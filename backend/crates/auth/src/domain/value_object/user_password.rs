//! User Password Value Object
//!
//! Domain wrappers over `platform::password`. Policy and hashing failures
//! become [`AppError`]s with user-facing wording.

use kernel::error::app_error::{AppError, AppResult};
use platform::password::{
    ClearTextPassword, HashedPassword, PasswordHashError, PasswordPolicyError,
};
use std::fmt;

/// Password as typed by the user, zeroized on drop
pub struct RawPassword(ClearTextPassword);

impl RawPassword {
    pub fn new(raw: String) -> AppResult<Self> {
        ClearTextPassword::new(raw).map(Self).map_err(|e| match e {
            PasswordPolicyError::EmptyOrWhitespace => {
                AppError::bad_request("Password cannot be empty")
                    .with_action("Please enter a password")
            }
            PasswordPolicyError::TooLong { max, .. } => {
                AppError::bad_request(format!("Password must be at most {max} characters"))
                    .with_action("Please choose a shorter password")
            }
            PasswordPolicyError::InvalidCharacter => {
                AppError::bad_request("Password contains invalid characters")
                    .with_action("Please remove any special control characters")
            }
        })
    }
}

impl fmt::Debug for RawPassword {
    fn fmt(&self, f: &mut fmt::Formatter<'_>) -> fmt::Result {
        f.debug_tuple("RawPassword").field(&"[REDACTED]").finish()
    }
}

/// Argon2id hash as stored in `user_credentials.password_hash`
#[derive(Clone, PartialEq, Eq)]
pub struct UserPassword(HashedPassword);

impl UserPassword {
    pub fn from_raw(raw: &RawPassword, pepper: Option<&[u8]>) -> AppResult<Self> {
        raw.0.hash(pepper).map(Self).map_err(|e| match e {
            PasswordHashError::HashingFailed(msg) => {
                AppError::internal(format!("Password hashing failed: {msg}"))
            }
            PasswordHashError::InvalidHashFormat => {
                AppError::internal("Unexpected error during password hashing")
            }
        })
    }

    pub fn from_phc_string(phc: impl Into<String>) -> AppResult<Self> {
        HashedPassword::from_phc_string(phc)
            .map(Self)
            .map_err(|_| AppError::internal("Invalid password hash in database"))
    }

    pub fn as_phc_string(&self) -> &str {
        self.0.as_phc_string()
    }

    pub fn verify(&self, raw: &RawPassword, pepper: Option<&[u8]>) -> bool {
        self.0.verify(&raw.0, pepper)
    }
}

impl fmt::Debug for UserPassword {
    fn fmt(&self, f: &mut fmt::Formatter<'_>) -> fmt::Result {
        f.debug_struct("UserPassword")
            .field("hash", &"[HASH]")
            .finish()
    }
}

#[cfg(test)]
mod tests {
    use super::*;

    #[test]
    fn test_raw_password_policy_messages() {
        let err = RawPassword::new("   ".to_string()).unwrap_err();
        assert_eq!(err.message(), "Password cannot be empty");
        assert!(RawPassword::new("x".to_string()).is_ok());
    }

    #[test]
    fn test_hash_verify_and_restore() {
        let raw = RawPassword::new("hunter2".to_string()).unwrap();
        let hashed = UserPassword::from_raw(&raw, Some(b"pepper")).unwrap();
        assert!(hashed.verify(&raw, Some(b"pepper")));

        let restored = UserPassword::from_phc_string(hashed.as_phc_string()).unwrap();
        assert!(restored.verify(&raw, Some(b"pepper")));

        let wrong = RawPassword::new("hunter3".to_string()).unwrap();
        assert!(!restored.verify(&wrong, Some(b"pepper")));
    }

    #[test]
    fn test_invalid_stored_hash() {
        assert!(UserPassword::from_phc_string("plaintext").is_err());
    }
}
pub mod access_token;
pub mod credentials;
pub mod user;
//! Sign Up Use Case
//!
//! Creates a `nonadmin` account with its password credentials.

use std::sync::Arc;

use kernel::id::UserId;

use crate::application::config::AuthConfig;
use crate::domain::entity::{
    credentials::Credentials,
    user::{User, UserProfile},
};
use crate::domain::repository::{CredentialsRepository, UserRepository};
use crate::domain::value_object::{
    email::Email,
    user_name::UserName,
    user_password::{RawPassword, UserPassword},
};
use crate::error::{AuthError, AuthResult};

pub struct SignUpInput {
    pub user_name: String,
    pub password: String,
    pub email: String,
    pub profile: UserProfile,
}

#[derive(Debug)]
pub struct SignUpOutput {
    pub user_id: UserId,
}

pub struct SignUpUseCase {
    config: Arc<AuthConfig>,
}

impl SignUpUseCase {
    pub fn new(config: Arc<AuthConfig>) -> Self {
        Self { config }
    }

    pub async fn execute<T>(&self, tx: &mut T, input: SignUpInput) -> AuthResult<SignUpOutput>
    where
        T: UserRepository + CredentialsRepository + Send,
    {
        let user_name = UserName::new(&input.user_name)?;
        let email = Email::new(&input.email)?;

        if tx.exists_by_user_name(&user_name).await? {
            return Err(AuthError::UserNameTaken);
        }
        if tx.exists_by_email(&email).await? {
            return Err(AuthError::EmailTaken);
        }

        let raw_password = RawPassword::new(input.password)?;
        let password_hash = UserPassword::from_raw(&raw_password, self.config.pepper())?;

        let user = User::new(user_name, email, input.profile);
        let credentials = Credentials::new(user.user_id, password_hash);

        tx.create_user(&user).await?;
        tx.create_credentials(&credentials).await?;

        tracing::info!(
            user_id = %user.user_id,
            user_name = %user.user_name,
            "User signed up"
        );

        Ok(SignUpOutput {
            user_id: user.user_id,
        })
    }
}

Task: The data above is to be given again, with every line exact.

Your solution:
filename backend/crates/auth/src/domain/value_object/user_password.rs
//! User Password Value Object
//!
//! Domain wrappers over `platform::password`. Policy and hashing failures
//! become [`AppError`]s with user-facing wording.

use kernel::error::app_error::{AppError, AppResult};
use platform::password::{
    ClearTextPassword, HashedPassword, PasswordHashError, PasswordPolicyError,
};
use std::fmt;

/// Password as typed by the user, zeroized on drop
pub struct RawPassword(ClearTextPassword);

impl RawPassword {
    pub fn new(raw: String) -> AppResult<Self> {
        ClearTextPassword::new(raw).map(Self).map_err(|e| match e {
            PasswordPolicyError::EmptyOrWhitespace => {
                AppError::bad_request("Password cannot be empty")
                    .with_action("Please enter a password")
            }
            PasswordPolicyError::TooLong { max, .. } => {
                AppError::bad_request(format!("Password must be at most {max} characters"))
                    .with_action("Please choose a shorter password")
            }
            PasswordPolicyError::InvalidCharacter => {
                AppError::bad_request("Password contains invalid characters")
                    .with_action("Please remove any special control characters")
            }
        })
    }
}

impl fmt::Debug for RawPassword {
    fn fmt(&self, f: &mut fmt::Formatter<'_>) -> fmt::Result {
        f.debug_tuple("RawPassword").field(&"[REDACTED]").finish()
    }
}

/// Argon2id hash as stored in `user_credentials.password_hash`
#[derive(Clone, PartialEq, Eq)]
pub struct UserPassword(HashedPassword);

impl UserPassword {
    pub fn from_raw(raw: &RawPassword, pepper: Option<&[u8]>) -> AppResult<Self> {
        raw.0.hash(pepper).map(Self).map_err(|e| match e {
            PasswordHashError::HashingFailed(msg) => {
                AppError::internal(format!("Password hashing failed: {msg}"))
            }
            PasswordHashError::InvalidHashFormat => {
                AppError::internal("Unexpected error during password hashing")
            }
        })
    }

    pub fn from_phc_string(phc: impl Into<String>) -> AppResult<Self> {
        HashedPassword::from_phc_string(phc)
            .map(Self)
            .map_err(|_| AppError::internal("Invalid password hash in database"))
    }

    pub fn as_phc_string(&self) -> &str {
        self.0.as_phc_string()
    }

    pub fn verify(&self, raw: &RawPassword, pepper: Option<&[u8]>) -> bool {
        self.0.verify(&raw.0, pepper)
    }
}

impl fmt::Debug for UserPassword {
    fn fmt(&self, f: &mut fmt::Formatter<'_>) -> fmt::Result {
        f.debug_struct("UserPassword")
            .field("hash", &"[HASH]")
            .finish()
    }
}

#[cfg(test)]
mod tests {
    use super::*;

    #[test]
    fn test_raw_password_policy_messages() {
        let err = RawPassword::new("   ".to_string()).unwrap_err();
        assert_eq!(err.message(), "Password cannot be empty");
        assert!(RawPassword::new("x".to_string()).is_ok());
    }

    #[test]
    fn test_hash_verify_and_restore() {
        let raw = RawPassword::new("hunter2".to_string()).unwrap();
        let hashed = UserPassword::from_raw(&raw, Some(b"pepper")).unwrap();
        assert!(hashed.verify(&raw, Some(b"pepper")));

        let restored = UserPassword::from_phc_string(hashed.as_phc_string()).unwrap();
        assert!(restored.verify(&raw, Some(b"pepper")));

        let wrong = RawPassword::new("hunter3".to_string()).unwrap();
        assert!(!restored.verify(&wrong, Some(b"pepper")));
    }

    #[test]
    fn test_invalid_stored_hash() {
        assert!(UserPassword::from_phc_string("plaintext").is_err());
    }
}
pub mod access_token;
pub mod credentials;
pub mod user;
//! Sign Up Use Case
//!
//! Creates a `nonadmin` account with its password credentials.

use std::sync::Arc;

use kernel::id::UserId;

use crate::application::config::AuthConfig;
use crate::domain::entity::{
    credentials::Credentials,
    user::{User, UserProfile},
};
use crate::domain::repository::{CredentialsRepository, UserRepository};
use crate::domain::value_object::{
    email::Email,
    user_name::UserName,
    user_password::{RawPassword, UserPassword},
};
use crate::error::{AuthError, AuthResult};

pub struct SignUpInput {
    pub user_name: String,
    pub password: String,
    pub email: String,
    pub profile: UserProfile,
}

#[derive(Debug)]
pub struct SignUpOutput {
    pub user_id: UserId,
}

pub struct SignUpUseCase {
    config: Arc<AuthConfig>,
}

impl SignUpUseCase {
    pub fn new(config: Arc<AuthConfig>) -> Self {
        Self { config }
    }

    pub async fn execute<T>(&self, tx: &mut T, input: SignUpInput) -> AuthResult<SignUpOutput>
    where
        T: UserRepository + CredentialsRepository + Send,
    {
        let user_name = UserName::new(&input.user_name)?;
        let email = Email::new(&input.email)?;

        if tx.exists_by_user_name(&user_name).await? {
            return Err(AuthError::UserNameTaken);
        }
        if tx.exists_by_email(&email).await? {
            return Err(AuthError::EmailTaken);
        }

        let raw_password = RawPassword::new(input.password)?;
        let password_hash = UserPassword::from_raw(&raw_password, self.config.pepper())?;

        let user = User::new(user_name, email, input.profile);
        let credentials = Credentials::new(user.user_id, password_hash);

        tx.create_user(&user).await?;
        tx.create_credentials(&credentials).await?;

        tracing::info!(
            user_id = %user.user_id,
            user_name = %user.user_name,
            "User signed up"
        );

        Ok(SignUpOutput {
            user_id: user.user_id,
        })
    }
}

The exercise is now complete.